The creation, journey and veneration of the Mariahilf miraculous image tell the story of the Reformation, Counter-Reformation and popular piety in the German lands in miniature. The odyssey of the painting, which measures just 78 x 47 cm, began in what is now Thuringia at the royal court, one of the cultural centres of Europe at the time. Elector Frederick III of Saxony (1463 - 1525) was a pious man. He owned one of the most extensive collections of relics of the time. Despite his deep roots in the popular belief in relics and his pronounced penchant for Marian devotion, he supported Martin Luther in 1518 not only for religious reasons, but also for reasons of power politics. Free passage from the powerful prince and accommodation at Wartburg Castle enabled Luther to work on the German translation of the Holy Scriptures and his vision of a new, reformed church.

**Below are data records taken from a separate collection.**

//! services/api/src/web/state.rs
//!
//! Defines the application's shared state.

use crate::config::Config;
use std::sync::Arc;
use vocab_reader_core::ports::{ArticleStore, Lexicon, TextGenerationService, UnfamiliarWordStore};
use vocab_reader_core::session::SessionServices;

//=========================================================================================
// AppState (Shared Across All Connections)
//=========================================================================================

/// The shared application state, created once at startup and passed to all handlers.
#[derive(Clone)]
pub struct AppState {
    pub articles: Arc<dyn ArticleStore>,
    pub words: Arc<dyn UnfamiliarWordStore>,
    pub lexicon: Arc<dyn Lexicon>,
    pub generator: Arc<dyn TextGenerationService>,
    pub config: Arc<Config>,
}

impl AppState {
    /// The ports handed to each reading session.
    pub fn session_services(&self) -> SessionServices {
        SessionServices {
            articles: self.articles.clone(),
            words: self.words.clone(),
            lexicon: self.lexicon.clone(),
            generator: self.generator.clone(),
        }
    }
}
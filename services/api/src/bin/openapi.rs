//! services/api/src/bin/openapi.rs
//!
//! Prints the OpenAPI document of the vocabulary reader's REST surface.
//! `openapi [PATH]` writes it to PATH (default `openapi.json`); `openapi -`
//! writes it to stdout so it can be piped into client generators.

use std::io::Write;

use api_lib::web::rest::ApiDoc;
use utoipa::OpenApi;

const DEFAULT_PATH: &str = "openapi.json";

/// Where the document goes.
#[derive(Debug, PartialEq)]
enum Target {
    Stdout,
    File(String),
}

impl Target {
    fn from_arg(arg: Option<String>) -> Self {
        match arg.as_deref() {
            Some("-") => Target::Stdout,
            Some(path) => Target::File(path.to_string()),
            None => Target::File(DEFAULT_PATH.to_string()),
        }
    }
}

fn main() -> Result<(), Box<dyn std::error::Error>> {
    let document = ApiDoc::openapi().to_pretty_json()?;
    match Target::from_arg(std::env::args().nth(1)) {
        Target::Stdout => {
            let mut stdout = std::io::stdout().lock();
            stdout.write_all(document.as_bytes())?;
            stdout.write_all(b"\n")?;
        }
        Target::File(path) => {
            std::fs::write(&path, document)?;
            eprintln!("OpenAPI document written to {}", path);
        }
    }
    Ok(())
}

#[cfg(test)]
mod tests {
    use super::*;

    #[test]
    fn dash_means_stdout_and_no_argument_means_the_default_file() {
        assert_eq!(Target::from_arg(Some("-".into())), Target::Stdout);
        assert_eq!(Target::from_arg(None), Target::File(DEFAULT_PATH.into()));
        assert_eq!(
            Target::from_arg(Some("docs/api.json".into())),
            Target::File("docs/api.json".into())
        );
    }

    #[test]
    fn document_lists_the_reader_routes() {
        let document = ApiDoc::openapi();
        for path in ["/health", "/articles", "/lookup/{word}", "/unfamiliar-words"] {
            assert!(document.paths.paths.contains_key(path), "missing {path}");
        }
    }
}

As was customary at the time, Friedrich also had a Art Director in his entourage. Lucas Cranach had been a court painter in Wittenberg since 1515. Like other painters of his time, Cranach was not only extremely productive, but also extremely enterprising. In addition to his artistic activities, he ran a pharmacy and a wine tavern in Wittenberg. Thanks to his financial prosperity and reputation, he was mayor of the town from 1528. Cranach was regarded as a quick painter with great output. He recognised art as a medium for capturing and disseminating the spirit of the times. Like Albrecht Dürer, he created popular works with a wide reach. His portraits of the high society of the time still characterise our image of celebrities today, such as those of his employer Frederick, Maximilian I, Martin Luther and his colleague Dürer.

Cranach and the church critics Philipp Melanchthon and Martin Luther met at Wittenberg Castle. It was through this acquaintance at the latest that the artist became a supporter of the new, reformed Christianity, which did not yet have an official manifestation. The ambiguities in the religious beliefs and practices of this period before the official schism are reflected in Cranach's works. Despite Luther and Melanchthon's rejection of the veneration of saints, the cult of the Virgin Mary and iconographic representations in churches, Cranach continued to paint for his patrons according to their taste.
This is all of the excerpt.